◆ Your task
Do any lines in the data below contain "StreamDescriptor"? If so, copy every one of them.

Collected data entries:
--- START ---
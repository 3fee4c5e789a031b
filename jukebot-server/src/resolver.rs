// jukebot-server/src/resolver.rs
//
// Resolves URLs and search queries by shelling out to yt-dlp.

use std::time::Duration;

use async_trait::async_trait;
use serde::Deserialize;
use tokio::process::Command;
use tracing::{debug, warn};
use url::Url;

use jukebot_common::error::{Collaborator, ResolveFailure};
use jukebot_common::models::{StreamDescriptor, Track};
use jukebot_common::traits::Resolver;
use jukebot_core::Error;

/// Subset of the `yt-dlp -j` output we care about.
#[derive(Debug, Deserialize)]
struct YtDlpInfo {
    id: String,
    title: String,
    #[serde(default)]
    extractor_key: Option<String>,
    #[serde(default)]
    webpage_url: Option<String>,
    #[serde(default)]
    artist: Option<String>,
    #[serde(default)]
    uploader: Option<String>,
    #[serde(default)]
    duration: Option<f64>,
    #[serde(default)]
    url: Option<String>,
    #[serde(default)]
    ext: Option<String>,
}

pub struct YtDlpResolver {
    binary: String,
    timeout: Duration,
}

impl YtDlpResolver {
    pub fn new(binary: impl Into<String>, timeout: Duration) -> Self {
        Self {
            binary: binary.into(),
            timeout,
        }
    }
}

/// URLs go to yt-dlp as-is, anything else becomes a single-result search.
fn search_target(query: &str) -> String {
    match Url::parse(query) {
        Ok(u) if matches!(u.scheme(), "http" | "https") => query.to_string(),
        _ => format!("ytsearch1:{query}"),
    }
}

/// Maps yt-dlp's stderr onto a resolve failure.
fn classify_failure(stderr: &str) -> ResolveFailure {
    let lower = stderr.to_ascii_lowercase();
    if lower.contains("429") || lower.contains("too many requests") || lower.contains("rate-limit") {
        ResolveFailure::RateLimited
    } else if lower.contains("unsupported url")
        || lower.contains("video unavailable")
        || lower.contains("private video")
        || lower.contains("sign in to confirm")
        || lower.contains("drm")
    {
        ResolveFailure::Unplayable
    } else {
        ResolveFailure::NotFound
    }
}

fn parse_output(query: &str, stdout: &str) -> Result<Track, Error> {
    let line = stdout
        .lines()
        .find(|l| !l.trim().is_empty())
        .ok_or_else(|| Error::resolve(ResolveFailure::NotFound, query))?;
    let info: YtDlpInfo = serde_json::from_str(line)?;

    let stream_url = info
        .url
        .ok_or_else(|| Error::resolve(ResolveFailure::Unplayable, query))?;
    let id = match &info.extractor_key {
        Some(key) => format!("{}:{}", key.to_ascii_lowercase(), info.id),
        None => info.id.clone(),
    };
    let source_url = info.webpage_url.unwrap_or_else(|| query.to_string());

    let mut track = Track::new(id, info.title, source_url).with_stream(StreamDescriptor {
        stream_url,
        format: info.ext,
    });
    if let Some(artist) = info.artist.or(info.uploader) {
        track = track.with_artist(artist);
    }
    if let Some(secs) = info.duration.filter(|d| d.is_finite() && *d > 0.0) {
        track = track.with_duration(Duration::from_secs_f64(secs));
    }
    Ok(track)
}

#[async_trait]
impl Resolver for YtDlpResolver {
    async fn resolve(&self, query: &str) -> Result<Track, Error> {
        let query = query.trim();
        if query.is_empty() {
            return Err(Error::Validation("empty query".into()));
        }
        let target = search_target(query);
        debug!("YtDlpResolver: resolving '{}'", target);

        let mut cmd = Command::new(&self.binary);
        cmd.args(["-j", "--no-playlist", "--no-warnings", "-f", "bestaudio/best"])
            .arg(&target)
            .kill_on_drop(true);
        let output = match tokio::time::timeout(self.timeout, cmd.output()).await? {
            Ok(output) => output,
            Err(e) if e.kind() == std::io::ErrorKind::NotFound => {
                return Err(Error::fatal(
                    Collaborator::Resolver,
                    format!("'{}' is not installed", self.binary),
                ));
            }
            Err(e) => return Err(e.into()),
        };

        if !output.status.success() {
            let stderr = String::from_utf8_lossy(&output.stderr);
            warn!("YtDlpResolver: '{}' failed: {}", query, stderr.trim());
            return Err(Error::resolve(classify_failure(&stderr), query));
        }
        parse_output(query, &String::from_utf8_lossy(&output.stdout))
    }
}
--- END ---
◆ Written response
use jukebot_common::models::{StreamDescriptor, Track};
    let mut track = Track::new(id, info.title, source_url).with_stream(StreamDescriptor {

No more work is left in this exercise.